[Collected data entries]
.....

//! Resolved stream cache
//!
//! Wraps channel resolution with three guarantees:
//! - at most one resolution per channel id is in flight; concurrent callers
//!   await the same outcome, success or failure
//! - an entry is never served after `min(ttl, upstream expiry)`
//! - once `capacity` is reached the least recently used entry is evicted
//!
//! Failures are never cached.

use std::future::Future;
use std::num::NonZeroUsize;
use std::sync::atomic::{AtomicU64, Ordering};
use std::time::Duration;

use chrono::Utc;
use lru::LruCache;
use serde::Serialize;
use tokio::sync::Mutex;
use tokio::time::Instant;
use tracing::{debug, info};

use crate::errors::{ResolveError, ResolveResult};
use crate::models::StreamDescriptor;

#[derive(Debug, Clone)]
struct CacheEntry {
    descriptor: StreamDescriptor,
    inserted_at: Instant,
    expires_at: Instant,
}

impl CacheEntry {
    fn is_fresh(&self, now: Instant) -> bool {
        now < self.expires_at
    }
}

/// Counters exposed on the health surface
#[derive(Debug, Clone, Default, Serialize)]
pub struct CacheStats {
    pub entries: usize,
    pub capacity: usize,
    pub ttl_seconds: u64,
    pub hits: u64,
    pub misses: u64,
    pub expired: u64,
    pub evictions: u64,
    pub resolutions: u64,
}

pub struct StreamCache {
    entries: Mutex<LruCache<String, CacheEntry>>,
    flights: async_singleflight::Group<String, StreamDescriptor, ResolveError>,
    ttl: Duration,
    capacity: NonZeroUsize,
    hits: AtomicU64,
    misses: AtomicU64,
    expired: AtomicU64,
    evictions: AtomicU64,
    resolutions: AtomicU64,
}

impl StreamCache {
    pub fn new(ttl: Duration, capacity: NonZeroUsize) -> Self {
        Self {
            entries: Mutex::new(LruCache::new(capacity)),
            flights: async_singleflight::Group::new(),
            ttl,
            capacity,
            hits: AtomicU64::new(0),
            misses: AtomicU64::new(0),
            expired: AtomicU64::new(0),
            evictions: AtomicU64::new(0),
            resolutions: AtomicU64::new(0),
        }
    }

    /// Cached descriptor for the channel, or the outcome of `resolve`.
    ///
    /// Concurrent calls for the same channel share one invocation of a single
    /// caller's `resolve`; every caller observes the same result.
    pub async fn get_or_resolve<F, Fut>(
        &self,
        channel_id: &str,
        resolve: F,
    ) -> ResolveResult<StreamDescriptor>
    where
        F: FnOnce() -> Fut + Send,
        Fut: Future<Output = ResolveResult<StreamDescriptor>> + Send,
    {
        if let Some(descriptor) = self.get(channel_id).await {
            return Ok(descriptor);
        }

        let key = channel_id.to_string();
        let flight = async {
            // A flight that finished while we were queued may have filled the entry
            if let Some(descriptor) = self.lookup(channel_id, false).await {
                return Ok(descriptor);
            }
            self.resolutions.fetch_add(1, Ordering::Relaxed);
            let descriptor = resolve().await?;
            self.insert(descriptor.clone()).await;
            Ok(descriptor)
        };

        self.flights
            .work(&key, flight)
            .await
            .map_err(|e| {
                e.unwrap_or_else(|| ResolveError::Abandoned {
                    channel_id: channel_id.to_string(),
                })
            })
    }

    /// Fresh entry for the channel; expired entries are dropped on read
    pub async fn get(&self, channel_id: &str) -> Option<StreamDescriptor> {
        self.lookup(channel_id, true).await
    }

    async fn lookup(&self, channel_id: &str, count: bool) -> Option<StreamDescriptor> {
        let now = Instant::now();
        let mut entries = self.entries.lock().await;

        let fresh = match entries.get(channel_id) {
            Some(entry) if entry.is_fresh(now) => Some(entry.descriptor.clone()),
            Some(entry) => {
                debug!(
                    "Cache entry for channel {} expired after {:?}",
                    channel_id,
                    now.duration_since(entry.inserted_at)
                );
                entries.pop(channel_id);
                self.expired.fetch_add(1, Ordering::Relaxed);
                None
            }
            None => None,
        };

        if count {
            let counter = if fresh.is_some() {
                &self.hits
            } else {
                &self.misses
            };
            counter.fetch_add(1, Ordering::Relaxed);
        }
        fresh
    }

    /// Store a descriptor. Returns false when upstream expiry has already
    /// passed, in which case nothing is stored.
    pub async fn insert(&self, descriptor: StreamDescriptor) -> bool {
        let lifetime = match descriptor.expires_at {
            Some(expires_at) => match (expires_at - Utc::now()).to_std() {
                Ok(remaining) if !remaining.is_zero() => remaining.min(self.ttl),
                _ => {
                    debug!(
                        "Not caching channel {}: upstream URL already expired",
                        descriptor.channel_id
                    );
                    return false;
                }
            },
            None => self.ttl,
        };

        let now = Instant::now();
        let key = descriptor.channel_id.clone();
        let entry = CacheEntry {
            descriptor,
            inserted_at: now,
            expires_at: now + lifetime,
        };

        let mut entries = self.entries.lock().await;
        match entries.push(key.clone(), entry) {
            Some((evicted, _)) if evicted != key => {
                self.evictions.fetch_add(1, Ordering::Relaxed);
                debug!("Evicted least recently used channel {}", evicted);
            }
            _ => {}
        }
        true
    }

    pub async fn invalidate(&self, channel_id: &str) -> bool {
        let removed = self.entries.lock().await.pop(channel_id).is_some();
        if removed {
            info!("Invalidated cached stream for channel {}", channel_id);
        }
        removed
    }

    pub async fn clear(&self) -> usize {
        let mut entries = self.entries.lock().await;
        let count = entries.len();
        entries.clear();
        info!("Cleared {} cached streams", count);
        count
    }

    pub async fn len(&self) -> usize {
        self.entries.lock().await.len()
    }

    pub async fn is_empty(&self) -> bool {
        self.len().await == 0
    }

    pub async fn stats(&self) -> CacheStats {
        CacheStats {
            entries: self.len().await,
            capacity: self.capacity.get(),
            ttl_seconds: self.ttl.as_secs(),
            hits: self.hits.load(Ordering::Relaxed),
            misses: self.misses.load(Ordering::Relaxed),
            expired: self.expired.load(Ordering::Relaxed),
            evictions: self.evictions.load(Ordering::Relaxed),
            resolutions: self.resolutions.load(Ordering::Relaxed),
        }
    }
}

.....

(YOUR ASSIGNMENT) The answer is the lines above between the line holding "cached stream for" and the line holding "entries.clear();", inclusive, each written out exactly, and no others.

(YOUR SOLUTION)
            info!("Invalidated cached stream for channel {}", channel_id);
        }
        removed
    }

    pub async fn clear(&self) -> usize {
        let mut entries = self.entries.lock().await;
        let count = entries.len();
        entries.clear();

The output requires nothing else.